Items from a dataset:
----------
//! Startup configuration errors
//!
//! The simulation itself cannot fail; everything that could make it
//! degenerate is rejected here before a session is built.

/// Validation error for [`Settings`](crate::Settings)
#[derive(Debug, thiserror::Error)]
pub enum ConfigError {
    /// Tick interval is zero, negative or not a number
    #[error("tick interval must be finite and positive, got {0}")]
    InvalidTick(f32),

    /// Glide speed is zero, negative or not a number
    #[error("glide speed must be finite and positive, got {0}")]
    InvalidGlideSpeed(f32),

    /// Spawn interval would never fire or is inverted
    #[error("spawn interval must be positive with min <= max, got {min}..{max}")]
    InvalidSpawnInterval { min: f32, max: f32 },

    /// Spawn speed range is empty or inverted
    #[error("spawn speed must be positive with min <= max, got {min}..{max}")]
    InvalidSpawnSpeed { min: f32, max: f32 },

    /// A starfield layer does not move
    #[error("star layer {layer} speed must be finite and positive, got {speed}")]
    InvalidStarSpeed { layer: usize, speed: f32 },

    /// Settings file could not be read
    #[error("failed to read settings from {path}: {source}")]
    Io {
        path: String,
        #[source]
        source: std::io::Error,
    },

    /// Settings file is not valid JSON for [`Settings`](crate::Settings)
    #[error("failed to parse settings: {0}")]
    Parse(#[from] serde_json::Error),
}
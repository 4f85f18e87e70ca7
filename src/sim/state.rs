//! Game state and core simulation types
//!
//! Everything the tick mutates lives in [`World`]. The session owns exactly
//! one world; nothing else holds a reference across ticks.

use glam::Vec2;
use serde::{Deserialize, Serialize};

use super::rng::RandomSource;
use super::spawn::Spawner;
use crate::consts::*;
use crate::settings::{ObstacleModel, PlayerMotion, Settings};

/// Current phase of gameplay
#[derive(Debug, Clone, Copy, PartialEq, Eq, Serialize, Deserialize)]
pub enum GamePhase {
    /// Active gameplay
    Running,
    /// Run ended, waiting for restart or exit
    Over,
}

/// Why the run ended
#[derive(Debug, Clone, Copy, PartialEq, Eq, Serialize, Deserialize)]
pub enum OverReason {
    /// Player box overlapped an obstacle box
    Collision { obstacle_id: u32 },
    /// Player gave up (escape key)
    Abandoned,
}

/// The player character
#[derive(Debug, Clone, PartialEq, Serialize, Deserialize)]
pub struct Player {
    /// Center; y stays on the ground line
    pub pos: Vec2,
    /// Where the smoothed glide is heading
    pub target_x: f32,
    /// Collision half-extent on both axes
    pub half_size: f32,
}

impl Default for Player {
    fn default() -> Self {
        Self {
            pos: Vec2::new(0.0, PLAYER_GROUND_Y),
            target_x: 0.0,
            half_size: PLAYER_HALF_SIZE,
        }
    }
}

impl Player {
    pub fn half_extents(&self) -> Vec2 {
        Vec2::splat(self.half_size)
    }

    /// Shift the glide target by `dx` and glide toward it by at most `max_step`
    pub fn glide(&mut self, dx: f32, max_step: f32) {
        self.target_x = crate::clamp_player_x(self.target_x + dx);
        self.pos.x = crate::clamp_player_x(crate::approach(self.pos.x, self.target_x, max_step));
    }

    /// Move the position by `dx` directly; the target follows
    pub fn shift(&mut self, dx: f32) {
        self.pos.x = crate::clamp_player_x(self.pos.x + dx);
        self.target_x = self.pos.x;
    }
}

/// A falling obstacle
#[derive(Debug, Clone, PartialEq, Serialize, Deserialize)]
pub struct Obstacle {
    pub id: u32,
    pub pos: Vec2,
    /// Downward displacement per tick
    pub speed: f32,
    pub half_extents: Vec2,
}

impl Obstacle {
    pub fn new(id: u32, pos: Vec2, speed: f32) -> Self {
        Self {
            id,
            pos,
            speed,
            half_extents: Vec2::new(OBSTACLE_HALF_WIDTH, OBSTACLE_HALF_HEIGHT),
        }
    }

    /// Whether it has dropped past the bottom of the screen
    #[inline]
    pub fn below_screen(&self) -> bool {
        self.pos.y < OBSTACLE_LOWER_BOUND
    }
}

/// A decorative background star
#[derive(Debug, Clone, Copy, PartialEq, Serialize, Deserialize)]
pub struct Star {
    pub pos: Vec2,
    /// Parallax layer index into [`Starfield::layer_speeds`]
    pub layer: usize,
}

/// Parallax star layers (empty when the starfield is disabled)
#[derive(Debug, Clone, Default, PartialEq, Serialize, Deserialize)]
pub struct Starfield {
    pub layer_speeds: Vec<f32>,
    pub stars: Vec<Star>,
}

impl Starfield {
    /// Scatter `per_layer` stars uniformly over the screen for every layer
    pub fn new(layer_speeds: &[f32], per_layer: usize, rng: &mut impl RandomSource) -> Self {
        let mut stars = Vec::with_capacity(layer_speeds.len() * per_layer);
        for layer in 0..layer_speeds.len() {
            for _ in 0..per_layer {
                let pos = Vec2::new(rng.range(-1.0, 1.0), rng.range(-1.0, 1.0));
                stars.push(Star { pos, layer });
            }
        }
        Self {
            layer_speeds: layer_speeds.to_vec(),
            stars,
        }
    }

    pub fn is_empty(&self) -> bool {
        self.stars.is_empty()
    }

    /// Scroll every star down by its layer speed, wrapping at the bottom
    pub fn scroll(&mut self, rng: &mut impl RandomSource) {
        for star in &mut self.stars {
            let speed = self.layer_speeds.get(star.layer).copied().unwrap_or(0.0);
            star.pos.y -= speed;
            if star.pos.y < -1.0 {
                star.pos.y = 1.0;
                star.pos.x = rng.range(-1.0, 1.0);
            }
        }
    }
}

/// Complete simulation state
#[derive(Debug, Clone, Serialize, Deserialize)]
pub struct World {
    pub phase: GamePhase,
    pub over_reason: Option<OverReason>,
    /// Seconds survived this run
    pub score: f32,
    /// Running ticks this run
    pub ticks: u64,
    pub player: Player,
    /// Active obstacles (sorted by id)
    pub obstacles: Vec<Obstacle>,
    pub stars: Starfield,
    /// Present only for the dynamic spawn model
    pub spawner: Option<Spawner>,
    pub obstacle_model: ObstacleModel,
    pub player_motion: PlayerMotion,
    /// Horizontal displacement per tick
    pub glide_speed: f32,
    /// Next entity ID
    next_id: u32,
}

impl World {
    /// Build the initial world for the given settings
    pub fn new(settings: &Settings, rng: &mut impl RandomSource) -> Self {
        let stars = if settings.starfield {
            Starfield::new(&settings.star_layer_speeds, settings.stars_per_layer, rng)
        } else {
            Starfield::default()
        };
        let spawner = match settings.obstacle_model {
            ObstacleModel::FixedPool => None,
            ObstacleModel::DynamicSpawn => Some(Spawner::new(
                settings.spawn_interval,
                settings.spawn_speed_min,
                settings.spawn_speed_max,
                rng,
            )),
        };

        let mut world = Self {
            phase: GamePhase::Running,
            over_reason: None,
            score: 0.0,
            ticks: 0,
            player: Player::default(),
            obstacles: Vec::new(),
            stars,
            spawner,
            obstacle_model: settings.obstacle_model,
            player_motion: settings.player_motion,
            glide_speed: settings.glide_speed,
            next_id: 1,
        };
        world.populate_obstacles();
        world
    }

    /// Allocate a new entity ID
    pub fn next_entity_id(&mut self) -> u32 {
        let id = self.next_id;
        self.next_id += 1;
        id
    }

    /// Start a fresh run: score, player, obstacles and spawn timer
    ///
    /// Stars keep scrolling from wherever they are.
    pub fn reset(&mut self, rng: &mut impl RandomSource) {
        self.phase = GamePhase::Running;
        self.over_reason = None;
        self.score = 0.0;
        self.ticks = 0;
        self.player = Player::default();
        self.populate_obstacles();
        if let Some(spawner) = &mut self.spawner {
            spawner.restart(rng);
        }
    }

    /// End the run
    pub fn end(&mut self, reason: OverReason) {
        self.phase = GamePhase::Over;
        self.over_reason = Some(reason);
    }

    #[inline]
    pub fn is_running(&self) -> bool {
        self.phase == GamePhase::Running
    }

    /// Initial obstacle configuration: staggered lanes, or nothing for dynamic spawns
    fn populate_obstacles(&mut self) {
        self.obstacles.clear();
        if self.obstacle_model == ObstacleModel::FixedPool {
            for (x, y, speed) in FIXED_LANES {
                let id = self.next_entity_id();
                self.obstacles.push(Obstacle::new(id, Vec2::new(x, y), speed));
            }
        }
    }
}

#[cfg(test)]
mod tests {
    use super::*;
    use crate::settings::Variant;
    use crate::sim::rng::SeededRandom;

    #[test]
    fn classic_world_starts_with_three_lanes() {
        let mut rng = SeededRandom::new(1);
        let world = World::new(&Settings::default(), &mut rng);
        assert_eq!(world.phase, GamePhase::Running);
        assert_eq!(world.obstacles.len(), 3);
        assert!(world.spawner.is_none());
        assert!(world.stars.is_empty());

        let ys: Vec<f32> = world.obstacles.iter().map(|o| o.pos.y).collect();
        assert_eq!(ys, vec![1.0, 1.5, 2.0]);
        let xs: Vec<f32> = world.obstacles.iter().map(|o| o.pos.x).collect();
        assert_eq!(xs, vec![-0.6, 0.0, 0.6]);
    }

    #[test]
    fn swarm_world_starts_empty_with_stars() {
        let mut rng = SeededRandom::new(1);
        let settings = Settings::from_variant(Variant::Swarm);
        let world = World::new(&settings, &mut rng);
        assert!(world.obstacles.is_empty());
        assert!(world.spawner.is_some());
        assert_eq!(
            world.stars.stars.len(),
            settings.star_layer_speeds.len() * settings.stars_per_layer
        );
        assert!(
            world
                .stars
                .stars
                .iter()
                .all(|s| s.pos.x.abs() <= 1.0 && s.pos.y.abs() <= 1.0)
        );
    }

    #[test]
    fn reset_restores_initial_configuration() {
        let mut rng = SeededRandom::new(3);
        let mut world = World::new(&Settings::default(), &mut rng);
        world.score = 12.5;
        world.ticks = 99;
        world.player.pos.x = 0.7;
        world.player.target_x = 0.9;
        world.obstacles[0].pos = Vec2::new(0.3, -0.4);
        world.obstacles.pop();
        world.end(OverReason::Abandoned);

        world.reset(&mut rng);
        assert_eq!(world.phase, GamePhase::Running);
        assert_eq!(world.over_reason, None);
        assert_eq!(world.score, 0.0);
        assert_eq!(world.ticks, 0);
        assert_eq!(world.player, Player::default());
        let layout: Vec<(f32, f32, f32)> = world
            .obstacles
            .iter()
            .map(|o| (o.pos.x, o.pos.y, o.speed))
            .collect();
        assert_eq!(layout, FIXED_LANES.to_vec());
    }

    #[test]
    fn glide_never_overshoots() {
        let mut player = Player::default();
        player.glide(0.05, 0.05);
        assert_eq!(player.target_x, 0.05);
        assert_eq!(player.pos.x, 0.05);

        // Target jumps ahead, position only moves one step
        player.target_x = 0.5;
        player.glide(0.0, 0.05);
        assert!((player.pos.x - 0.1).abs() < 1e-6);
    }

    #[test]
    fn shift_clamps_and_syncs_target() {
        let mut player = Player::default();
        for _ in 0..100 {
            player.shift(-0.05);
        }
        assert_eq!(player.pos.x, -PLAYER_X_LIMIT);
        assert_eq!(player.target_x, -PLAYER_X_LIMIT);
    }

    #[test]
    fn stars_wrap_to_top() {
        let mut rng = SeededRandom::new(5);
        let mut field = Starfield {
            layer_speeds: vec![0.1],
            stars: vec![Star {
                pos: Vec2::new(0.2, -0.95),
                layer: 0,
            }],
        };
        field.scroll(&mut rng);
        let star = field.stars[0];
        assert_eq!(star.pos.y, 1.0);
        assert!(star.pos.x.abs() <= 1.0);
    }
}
----------
Find the line containing "world.end(OverReason::Abandoned);", then output it and every line after it to the end of the data, exactly.

        world.end(OverReason::Abandoned);

        world.reset(&mut rng);
        assert_eq!(world.phase, GamePhase::Running);
        assert_eq!(world.over_reason, None);
        assert_eq!(world.score, 0.0);
        assert_eq!(world.ticks, 0);
        assert_eq!(world.player, Player::default());
        let layout: Vec<(f32, f32, f32)> = world
            .obstacles
            .iter()
            .map(|o| (o.pos.x, o.pos.y, o.speed))
            .collect();
        assert_eq!(layout, FIXED_LANES.to_vec());
    }

    #[test]
    fn glide_never_overshoots() {
        let mut player = Player::default();
        player.glide(0.05, 0.05);
        assert_eq!(player.target_x, 0.05);
        assert_eq!(player.pos.x, 0.05);

        // Target jumps ahead, position only moves one step
        player.target_x = 0.5;
        player.glide(0.0, 0.05);
        assert!((player.pos.x - 0.1).abs() < 1e-6);
    }

    #[test]
    fn shift_clamps_and_syncs_target() {
        let mut player = Player::default();
        for _ in 0..100 {
            player.shift(-0.05);
        }
        assert_eq!(player.pos.x, -PLAYER_X_LIMIT);
        assert_eq!(player.target_x, -PLAYER_X_LIMIT);
    }

    #[test]
    fn stars_wrap_to_top() {
        let mut rng = SeededRandom::new(5);
        let mut field = Starfield {
            layer_speeds: vec![0.1],
            stars: vec![Star {
                pos: Vec2::new(0.2, -0.95),
                layer: 0,
            }],
        };
        field.scroll(&mut rng);
        let star = field.stars[0];
        assert_eq!(star.pos.y, 1.0);
        assert!(star.pos.x.abs() <= 1.0);
    }
}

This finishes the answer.